Now, I know you’re marveling by now at my preteen genius, but my point remains: not every lesson we learn is taught to us directly; we learn through watching others.
After spending time with the staff at Northridge Church this summer, I feel I’ve learned a lot from watching them work, interact, lead, and pursue Christ together.
In fact, most of the lessons I learned at Northridge impacted me not because they were new information, but because I observed leaders demonstrating them in their own lives in a way I hadn’t seen before.
Which is why I made a short list of takeaways that I learned from my 10-week internship. Here are a few things that are part of the DNA of Northridge Church that I hope to apply in my own life:
- Life is better connected. Biblical community is fertile ground for spiritual growth. Being part of a small group helps keep a “big” church from feeling like you’re lost in the crowd. That’s why even the leaders of Northridge are involved in community groups. Some of the best conversations I’ve had about faith happened in a space other than a Sunday morning church service. If the Sunday service is a platform for teaching, then groups are a space for conversation. Both are essential to growth.
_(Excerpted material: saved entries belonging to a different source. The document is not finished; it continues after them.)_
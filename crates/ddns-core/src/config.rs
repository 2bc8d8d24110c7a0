//! Configuration types for the DDNS system
//!
//! This module defines all configuration structures used throughout the crate.
//! Every structure is read-only once the engine has been constructed.

use serde::{Deserialize, Serialize};
use std::fmt;
use std::time::Duration;

/// Default Cloudflare API v4 base URL
pub const DEFAULT_API_BASE_URL: &str = "https://api.cloudflare.com/client/v4";

/// Default IPv4 echo service
pub const DEFAULT_IPV4_URL: &str = "https://api.ipify.org";

/// Default IPv6-capable echo service
pub const DEFAULT_IPV6_URL: &str = "https://api64.ipify.org";

/// Main DDNS configuration
#[derive(Debug, Clone, Serialize, Deserialize)]
pub struct DdnsConfig {
    /// DNS provider configuration
    pub provider: ProviderConfig,

    /// The DNS record to maintain
    pub record: RecordConfig,

    /// Public IP source configuration
    #[serde(default)]
    pub ip_source: IpSourceConfig,

    /// Optional engine settings
    #[serde(default)]
    pub engine: EngineConfig,

    /// Retry and timeout settings for every outbound request
    #[serde(default)]
    pub transport: TransportConfig,
}

impl DdnsConfig {
    /// Create a configuration for a single record with defaults everywhere else
    pub fn new(api_token: impl Into<String>, record_name: impl Into<String>) -> Self {
        Self {
            provider: ProviderConfig::new(api_token),
            record: RecordConfig::new(record_name),
            ip_source: IpSourceConfig::default(),
            engine: EngineConfig::default(),
            transport: TransportConfig::default(),
        }
    }

    /// Validate the configuration
    pub fn validate(&self) -> Result<(), crate::Error> {
        self.provider.validate()?;
        self.record.validate()?;
        self.ip_source.validate()?;
        self.engine.validate()?;
        self.transport.validate()?;
        Ok(())
    }
}

/// DNS provider configuration
#[derive(Clone, Serialize, Deserialize)]
pub struct ProviderConfig {
    /// API bearer token. Never logged.
    pub api_token: String,

    /// Base URL of the provider REST API
    #[serde(default = "default_api_base_url")]
    pub api_base_url: String,

    /// Perform lookups but skip create/update writes
    #[serde(default)]
    pub dry_run: bool,
}

// Custom Debug implementation that hides the API token
impl fmt::Debug for ProviderConfig {
    fn fmt(&self, f: &mut fmt::Formatter<'_>) -> fmt::Result {
        f.debug_struct("ProviderConfig")
            .field("api_token", &"<REDACTED>")
            .field("api_base_url", &self.api_base_url)
            .field("dry_run", &self.dry_run)
            .finish()
    }
}

impl ProviderConfig {
    /// Create a live provider configuration against the default API
    pub fn new(api_token: impl Into<String>) -> Self {
        Self {
            api_token: api_token.into(),
            api_base_url: default_api_base_url(),
            dry_run: false,
        }
    }

    /// Validate the provider configuration
    pub fn validate(&self) -> Result<(), crate::Error> {
        if self.api_token.is_empty() {
            return Err(crate::Error::config("API token cannot be empty"));
        }
        if self.api_base_url.is_empty() {
            return Err(crate::Error::config("API base URL cannot be empty"));
        }
        Ok(())
    }
}

/// DNS record configuration
#[derive(Debug, Clone, Serialize, Deserialize)]
pub struct RecordConfig {
    /// Fully-qualified DNS name (e.g. "home.example.com")
    pub name: String,

    /// TTL in seconds applied on create and update
    #[serde(default = "default_ttl")]
    pub ttl: u32,

    /// Create the record if it does not exist yet
    #[serde(default)]
    pub auto_create: bool,
}

impl RecordConfig {
    /// Create a new record configuration
    pub fn new(name: impl Into<String>) -> Self {
        Self {
            name: name.into(),
            ttl: default_ttl(),
            auto_create: false,
        }
    }

    /// Set the record TTL
    pub fn with_ttl(mut self, ttl: u32) -> Self {
        self.ttl = ttl;
        self
    }

    /// Enable or disable record creation
    pub fn with_auto_create(mut self, auto_create: bool) -> Self {
        self.auto_create = auto_create;
        self
    }

    /// Validate the record configuration
    pub fn validate(&self) -> Result<(), crate::Error> {
        if self.name.trim().is_empty() {
            return Err(crate::Error::config("DNS name cannot be empty"));
        }
        if self.ttl == 0 {
            return Err(crate::Error::config("Record TTL must be > 0"));
        }
        Ok(())
    }
}

/// Public IP source configuration
#[derive(Debug, Clone, Serialize, Deserialize)]
pub struct IpSourceConfig {
    /// Address family to publish
    #[serde(default)]
    pub version: IpVersion,

    /// Echo service used for IPv4
    #[serde(default = "default_ipv4_url")]
    pub ipv4_url: String,

    /// Echo service used for IPv6
    #[serde(default = "default_ipv6_url")]
    pub ipv6_url: String,
}

impl IpSourceConfig {
    /// The echo service for the given family
    pub fn url_for(&self, version: IpVersion) -> &str {
        match version {
            IpVersion::V4 => &self.ipv4_url,
            IpVersion::V6 => &self.ipv6_url,
        }
    }

    /// Validate the IP source configuration
    pub fn validate(&self) -> Result<(), crate::Error> {
        if self.ipv4_url.is_empty() {
            return Err(crate::Error::config("IPv4 echo URL cannot be empty"));
        }
        if self.ipv6_url.is_empty() {
            return Err(crate::Error::config("IPv6 echo URL cannot be empty"));
        }
        Ok(())
    }
}

impl Default for IpSourceConfig {
    fn default() -> Self {
        Self {
            version: IpVersion::default(),
            ipv4_url: default_ipv4_url(),
            ipv6_url: default_ipv6_url(),
        }
    }
}

/// IP address family
#[derive(Debug, Clone, Copy, Default, PartialEq, Eq, Hash, Serialize, Deserialize)]
#[serde(rename_all = "lowercase")]
pub enum IpVersion {
    /// IPv4 (A records)
    #[default]
    V4,
    /// IPv6 (AAAA records)
    V6,
}

impl IpVersion {
    /// Parse a family selector such as "ipv4", "v6" (case-insensitive)
    pub fn parse(value: &str) -> Option<Self> {
        match value.trim().to_ascii_lowercase().as_str() {
            "ipv4" | "v4" | "4" => Some(Self::V4),
            "ipv6" | "v6" | "6" => Some(Self::V6),
            _ => None,
        }
    }

    /// The record type that carries addresses of this family
    pub fn record_type(self) -> RecordType {
        match self {
            IpVersion::V4 => RecordType::A,
            IpVersion::V6 => RecordType::Aaaa,
        }
    }
}

impl fmt::Display for IpVersion {
    fn fmt(&self, f: &mut fmt::Formatter<'_>) -> fmt::Result {
        match self {
            IpVersion::V4 => f.write_str("ipv4"),
            IpVersion::V6 => f.write_str("ipv6"),
        }
    }
}

/// DNS record type
#[derive(Debug, Clone, Copy, PartialEq, Eq, Serialize, Deserialize)]
pub enum RecordType {
    /// A record (IPv4)
    #[serde(rename = "A")]
    A,
    /// AAAA record (IPv6)
    #[serde(rename = "AAAA")]
    Aaaa,
}

impl RecordType {
    /// Wire name of the record type
    pub fn as_str(self) -> &'static str {
        match self {
            RecordType::A => "A",
            RecordType::Aaaa => "AAAA",
        }
    }
}

impl fmt::Display for RecordType {
    fn fmt(&self, f: &mut fmt::Formatter<'_>) -> fmt::Result {
        f.write_str(self.as_str())
    }
}

/// Engine configuration
#[derive(Debug, Clone, Serialize, Deserialize)]
pub struct EngineConfig {
    /// Seconds between two reconciliation cycles
    #[serde(default = "default_update_interval_secs")]
    pub update_interval_secs: u64,

    /// Capacity of the internal event channel
    ///
    /// When full, new engine events are dropped (with a warning log).
    #[serde(default = "default_event_channel_capacity")]
    pub event_channel_capacity: usize,
}

impl EngineConfig {
    /// The steady-state loop period
    pub fn update_interval(&self) -> Duration {
        Duration::from_secs(self.update_interval_secs)
    }

    /// Validate the engine configuration
    pub fn validate(&self) -> Result<(), crate::Error> {
        if self.update_interval_secs == 0 {
            return Err(crate::Error::config("Update interval must be > 0"));
        }
        if self.event_channel_capacity == 0 {
            return Err(crate::Error::config("Event channel capacity must be > 0"));
        }
        Ok(())
    }
}

impl Default for EngineConfig {
    fn default() -> Self {
        Self {
            update_interval_secs: default_update_interval_secs(),
            event_channel_capacity: default_event_channel_capacity(),
        }
    }
}

/// Retry policy and timeout for outbound requests
#[derive(Debug, Clone, Serialize, Deserialize)]
pub struct TransportConfig {
    /// Total attempts per request, including the first
    #[serde(default = "default_max_attempts")]
    pub max_attempts: u32,

    /// Delay before the first retry (milliseconds)
    #[serde(default = "default_initial_delay_ms")]
    pub initial_delay_ms: u64,

    /// Upper bound of the base delay (milliseconds)
    #[serde(default = "default_max_delay_ms")]
    pub max_delay_ms: u64,

    /// Multiplicative growth of the delay after each failure
    #[serde(default = "default_backoff_factor")]
    pub backoff_factor: f64,

    /// Jitter added to each sleep, as a fraction of the current delay
    #[serde(default = "default_jitter_factor")]
    pub jitter_factor: f64,

    /// Per-request timeout (seconds)
    #[serde(default = "default_request_timeout_secs")]
    pub request_timeout_secs: u64,
}

impl TransportConfig {
    /// Per-request timeout
    pub fn request_timeout(&self) -> Duration {
        Duration::from_secs(self.request_timeout_secs)
    }

    /// Validate the transport configuration
    pub fn validate(&self) -> Result<(), crate::Error> {
        if self.max_attempts == 0 {
            return Err(crate::Error::config("Transport max_attempts must be > 0"));
        }
        if !self.backoff_factor.is_finite() || self.backoff_factor < 1.0 {
            return Err(crate::Error::config(
                "Transport backoff_factor must be a finite value >= 1.0",
            ));
        }
        if !self.jitter_factor.is_finite() || self.jitter_factor < 0.0 {
            return Err(crate::Error::config(
                "Transport jitter_factor must be a finite value >= 0.0",
            ));
        }
        if self.request_timeout_secs == 0 {
            return Err(crate::Error::config("Request timeout must be > 0"));
        }
        Ok(())
    }
}

impl Default for TransportConfig {
    fn default() -> Self {
        Self {
            max_attempts: default_max_attempts(),
            initial_delay_ms: default_initial_delay_ms(),
            max_delay_ms: default_max_delay_ms(),
            backoff_factor: default_backoff_factor(),
            jitter_factor: default_jitter_factor(),
            request_timeout_secs: default_request_timeout_secs(),
        }
    }
}

fn default_api_base_url() -> String {
    DEFAULT_API_BASE_URL.to_string()
}

fn default_ipv4_url() -> String {
    DEFAULT_IPV4_URL.to_string()
}

fn default_ipv6_url() -> String {
    DEFAULT_IPV6_URL.to_string()
}

fn default_ttl() -> u32 {
    120
}

fn default_update_interval_secs() -> u64 {
    600
}

fn default_event_channel_capacity() -> usize {
    1000
}

fn default_max_attempts() -> u32 {
    3
}

fn default_initial_delay_ms() -> u64 {
    1_000
}

fn default_max_delay_ms() -> u64 {
    30_000
}

fn default_backoff_factor() -> f64 {
    2.0
}

fn default_jitter_factor() -> f64 {
    0.1
}

fn default_request_timeout_secs() -> u64 {
    10
}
- Excellence inspires. People want to be a part of something when they see it’s done with excellence. Carey Nieuwhof writes, "Barely good enough seems to be good enough for many church leaders. Rather than try to do something well, churches have become famous for doing almost nothing well.” Excellence, on the other hand, honors God with our best work and inspires other people to join us. If you're in a leadership position and wonder why you can't recruit volunteers, it may be time to get an honest evaluation on your ability to do things with excellence.
- Seek feedback. That honest evaluation I mentioned above? That comes from listening and seeking out honest – sometimes brutally honest – feedback. Athletes need coaches to evaluate their performance and help them get better, not yes-men who make them feel good. How much more should the Church desire to get better? To present the Gospel more effectively? To find our blind spots? Our weaknesses? Yes, it’s highly uncomfortable and humbling to ask for others to tell us the things we are doing poorly. It’s even harder to change these things. But accepting feedback keeps our pride in check and allows us to find ways to improve. I need people in my life who are willing to give honest and truthful feedback.
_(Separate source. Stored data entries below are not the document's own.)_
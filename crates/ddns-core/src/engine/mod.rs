//! Core DDNS engine
//!
//! The DdnsEngine is responsible for:
//! - Resolving the zone and the record once at startup (creating it if allowed)
//! - Resolving the public IP once per cycle via IpSource
//! - Comparing it to the last-known IP
//! - Updating the DNS record via DnsProvider when it drifted
//!
//! ## Architecture
//!
//! ```text
//!                   ┌──────────────┐
//!                   │  DdnsEngine  │──── EngineEvent ───▶ (monitoring)
//!                   └──────────────┘
//!                      │        │
//!          ┌───────────┘        └───────────┐
//!          ▼                                ▼
//!   ┌─────────────┐                  ┌─────────────┐
//!   │  IpSource   │                  │ DnsProvider │
//!   │  (current)  │                  │ (zone/rec)  │
//!   └─────────────┘                  └─────────────┘
//!          │                                │
//!          └──────────► HttpTransport ◄─────┘
//! ```
//!
//! ## Phases
//!
//! **Startup** (once): find zone → find record → create it if absent and
//! auto-create is enabled → seed the last-known IP. Every error here is
//! fatal. An absent record with auto-create disabled ends the engine
//! cleanly.
//!
//! **Steady state** (every interval): resolve IP → compare → update on
//! drift. Every error here is logged and the cycle is skipped. The cache
//! only moves after a successful update, so a failed update is attempted
//! again on the next cycle.

use crate::config::{DdnsConfig, IpVersion, RecordConfig, RecordType};
use crate::error::Result;
use crate::traits::{DnsProvider, IpSource, RecordPayload, Zone, zone_domain};
use chrono::{DateTime, Utc};
use std::future::Future;
use std::time::Duration;
use tokio::sync::mpsc;
use tracing::{debug, info, warn};

/// Events emitted by the DdnsEngine
#[derive(Debug, Clone, PartialEq, Eq)]
pub enum EngineEvent {
    /// Engine started
    Started {
        record_name: String,
    },

    /// Zone found at startup
    ZoneResolved {
        zone_id: String,
        zone_name: String,
    },

    /// Existing record found at startup
    RecordResolved {
        record_id: String,
        content: String,
    },

    /// Record created at startup
    RecordCreated {
        record_id: String,
        ip: String,
    },

    /// Public IP equals the last-known IP
    IpUnchanged {
        ip: String,
    },

    /// DNS update succeeded
    UpdateSucceeded {
        previous_ip: String,
        new_ip: String,
        /// When `previous_ip` was seeded or last published
        previous_since: DateTime<Utc>,
    },

    /// DNS update failed; retried next cycle
    UpdateFailed {
        target_ip: String,
        error: String,
    },

    /// Public IP could not be resolved; cycle skipped
    IpResolutionFailed {
        error: String,
    },

    /// Engine stopped
    Stopped {
        reason: String,
    },
}

/// Result of one steady-state cycle
#[derive(Debug, Clone, Copy, PartialEq, Eq)]
pub enum CycleOutcome {
    /// No drift; nothing sent
    Unchanged,
    /// Drift detected and the record was updated
    Updated,
    /// Drift detected but the update failed
    UpdateFailed,
    /// The public IP could not be resolved
    IpUnavailable,
}

/// The record kept up to date, with the last-known-IP cache
///
/// Owned exclusively by the running loop; identifiers and type are fixed
/// once established.
#[derive(Debug, Clone)]
pub struct ManagedRecord {
    zone: Zone,
    record_id: String,
    record_type: RecordType,
    last_known_ip: String,
    last_changed: DateTime<Utc>,
}

impl ManagedRecord {
    pub(crate) fn new(
        zone: Zone,
        record_id: String,
        record_type: RecordType,
        last_known_ip: String,
    ) -> Self {
        Self {
            zone,
            record_id,
            record_type,
            last_known_ip,
            last_changed: Utc::now(),
        }
    }

    /// The zone the record lives in
    pub fn zone(&self) -> &Zone {
        &self.zone
    }

    /// Provider-assigned record identifier
    pub fn record_id(&self) -> &str {
        &self.record_id
    }

    /// Record type sent on every update
    pub fn record_type(&self) -> RecordType {
        self.record_type
    }

    /// The content last known to be published
    pub fn last_known_ip(&self) -> &str {
        &self.last_known_ip
    }

    /// When the cache was last seeded or replaced
    pub fn last_changed(&self) -> DateTime<Utc> {
        self.last_changed
    }

    /// Replace the cached IP; returns the previous IP and when it was set
    fn replace_ip(&mut self, ip: String) -> (String, DateTime<Utc>) {
        let since = std::mem::replace(&mut self.last_changed, Utc::now());
        (std::mem::replace(&mut self.last_known_ip, ip), since)
    }
}

/// Core DDNS engine
///
/// ## Lifecycle
///
/// 1. Create with [`DdnsEngine::new()`]
/// 2. Start with [`DdnsEngine::run_until()`]
/// 3. Engine runs until the shutdown future completes
///
/// ## Threading
///
/// All work happens sequentially on the task that drives `run`. The only
/// mutable state, the [`ManagedRecord`], lives on that task's stack.
pub struct DdnsEngine {
    /// IP source for the current public address
    ip_source: Box<dyn IpSource>,

    /// DNS provider for zone/record operations
    provider: Box<dyn DnsProvider>,

    /// The record to maintain
    record: RecordConfig,

    /// Address family to publish
    version: IpVersion,

    /// Period of the steady-state loop
    update_interval: Duration,

    /// Event sender for external monitoring
    event_tx: mpsc::Sender<EngineEvent>,
}

impl DdnsEngine {
    /// Create a new DDNS engine
    ///
    /// # Parameters
    ///
    /// - `ip_source`: IP source implementation
    /// - `provider`: DNS provider implementation
    /// - `config`: DDNS configuration
    ///
    /// # Returns
    ///
    /// A tuple of (engine, event_receiver) where event_receiver yields engine events
    pub fn new(
        ip_source: Box<dyn IpSource>,
        provider: Box<dyn DnsProvider>,
        config: DdnsConfig,
    ) -> Result<(Self, mpsc::Receiver<EngineEvent>)> {
        config.validate()?;

        let (tx, rx) = mpsc::channel(config.engine.event_channel_capacity);

        let engine = Self {
            ip_source,
            provider,
            update_interval: config.engine.update_interval(),
            version: config.ip_source.version,
            record: config.record,
            event_tx: tx,
        };

        Ok((engine, rx))
    }

    /// Run the engine until `shutdown` completes
    ///
    /// # Returns
    ///
    /// - `Ok(())`: Clean shutdown, or nothing to maintain
    /// - `Err(Error)`: Fatal startup error
    ///
    /// Shutdown interrupts the startup phase, an in-flight cycle (including
    /// transport backoff) and the interval sleep.
    pub async fn run_until<F>(&self, shutdown: F) -> Result<()>
    where
        F: Future<Output = ()>,
    {
        tokio::pin!(shutdown);

        self.emit_event(EngineEvent::Started {
            record_name: self.record.name.clone(),
        });

        let startup = tokio::select! {
            result = self.bootstrap() => result?,
            _ = &mut shutdown => {
                self.stopped("Shutdown signal");
                return Ok(());
            }
        };

        let Some(mut managed) = startup else {
            info!(
                "{} record {} not found and auto-creation is disabled. Exiting",
                self.version.record_type(),
                self.record.name
            );
            self.stopped("No record to maintain");
            return Ok(());
        };

        loop {
            tokio::select! {
                _ = self.reconcile(&mut managed) => {}
                _ = &mut shutdown => break,
            }

            debug!("Next update in {} seconds", self.update_interval.as_secs());

            tokio::select! {
                _ = tokio::time::sleep(self.update_interval) => {}
                _ = &mut shutdown => break,
            }
        }

        self.stopped("Shutdown signal");
        Ok(())
    }

    /// Startup phase: resolve zone and record, creating the record if allowed
    ///
    /// # Returns
    ///
    /// - `Ok(Some(ManagedRecord))`: Ready for the steady-state loop
    /// - `Ok(None)`: Record absent and auto-create disabled
    /// - `Err(Error)`: Fatal startup error
    pub async fn bootstrap(&self) -> Result<Option<ManagedRecord>> {
        let name = &self.record.name;
        let record_type = self.version.record_type();

        let zone = self.provider.find_zone(zone_domain(name)).await?;
        info!("Found zone: {} (ID: {})", zone.name, zone.id);
        self.emit_event(EngineEvent::ZoneResolved {
            zone_id: zone.id.clone(),
            zone_name: zone.name.clone(),
        });

        match self.provider.find_record(&zone.id, name, record_type).await? {
            Some(record) => {
                info!(
                    "Found {} record: {} (ID: {}, content: {})",
                    record_type, record.name, record.id, record.content
                );

                self.emit_event(EngineEvent::RecordResolved {
                    record_id: record.id.clone(),
                    content: record.content.clone(),
                });

                Ok(Some(ManagedRecord::new(
                    zone,
                    record.id,
                    record_type,
                    record.content,
                )))
            }
            None if self.record.auto_create => {
                info!("{} record not found. Creating new record: {}", record_type, name);

                let ip = self.ip_source.current(self.version).await?.to_string();
                let payload = RecordPayload::new(record_type, name.as_str(), ip.as_str(), self.record.ttl);
                let record_id = self.provider.create_record(&zone.id, &payload).await?;

                info!("DNS record created: {} -> {} (ID: {})", name, ip, record_id);
                self.emit_event(EngineEvent::RecordCreated {
                    record_id: record_id.clone(),
                    ip: ip.clone(),
                });

                Ok(Some(ManagedRecord::new(zone, record_id, record_type, ip)))
            }
            None => Ok(None),
        }
    }

    /// One steady-state cycle
    ///
    /// Never fails: errors are logged, reported as events and reflected in
    /// the returned outcome. The cache is replaced only after a successful
    /// update.
    pub async fn reconcile(&self, managed: &mut ManagedRecord) -> CycleOutcome {
        let ip = match self.ip_source.current(self.version).await {
            Ok(ip) => ip.to_string(),
            Err(e) => {
                warn!(
                    "Failed to resolve public IP via {}: {}",
                    self.ip_source.source_name(),
                    e
                );
                self.emit_event(EngineEvent::IpResolutionFailed {
                    error: e.to_string(),
                });
                return CycleOutcome::IpUnavailable;
            }
        };

        if ip == managed.last_known_ip {
            info!("IP address unchanged ({}). No update necessary", ip);
            self.emit_event(EngineEvent::IpUnchanged { ip });
            return CycleOutcome::Unchanged;
        }

        info!(
            "IP address changed: {} -> {}",
            managed.last_known_ip, ip
        );

        let payload = RecordPayload::new(
            managed.record_type,
            self.record.name.as_str(),
            ip.as_str(),
            self.record.ttl,
        );

        match self
            .provider
            .update_record(&managed.zone.id, &managed.record_id, &payload)
            .await
        {
            Ok(()) => {
                let (previous_ip, previous_since) = managed.replace_ip(ip.clone());
                info!(
                    "DNS record updated: {} -> {} (previous {} held since {})",
                    self.record.name,
                    ip,
                    previous_ip,
                    previous_since.to_rfc3339()
                );
                self.emit_event(EngineEvent::UpdateSucceeded {
                    previous_ip,
                    new_ip: ip,
                    previous_since,
                });
                CycleOutcome::Updated
            }
            Err(e) => {
                warn!(
                    "Failed to update DNS record {} via {}: {}. Retrying next cycle",
                    self.record.name,
                    self.provider.provider_name(),
                    e
                );
                self.emit_event(EngineEvent::UpdateFailed {
                    target_ip: ip,
                    error: e.to_string(),
                });
                CycleOutcome::UpdateFailed
            }
        }
    }

    fn stopped(&self, reason: &str) {
        info!("Engine stopped: {}", reason);
        self.emit_event(EngineEvent::Stopped {
            reason: reason.to_string(),
        });
    }

    /// Emit an engine event
    ///
    /// Never blocks: a full channel drops the event with a warning.
    fn emit_event(&self, event: EngineEvent) {
        match self.event_tx.try_send(event) {
            Ok(()) => {}
            Err(mpsc::error::TrySendError::Full(_)) => {
                warn!("Event channel full, dropping event. Consider increasing event_channel_capacity.");
            }
            Err(mpsc::error::TrySendError::Closed(_)) => {
                debug!("Event receiver dropped");
            }
        }
    }
}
- Passion for the Gospel is contagious. That’s why I’m coming back! I’ve been challenged by the team at Northridge and to work with them is a dream come true. To work for a church that’s putting on great events may be fun, but to work for a church that is passionate about the Gospel is contagious.
There you go. These are just a few ways this internship impacted me. God is at work in Rochester, NY, and I’m honored to be a part of the process with Northridge Church.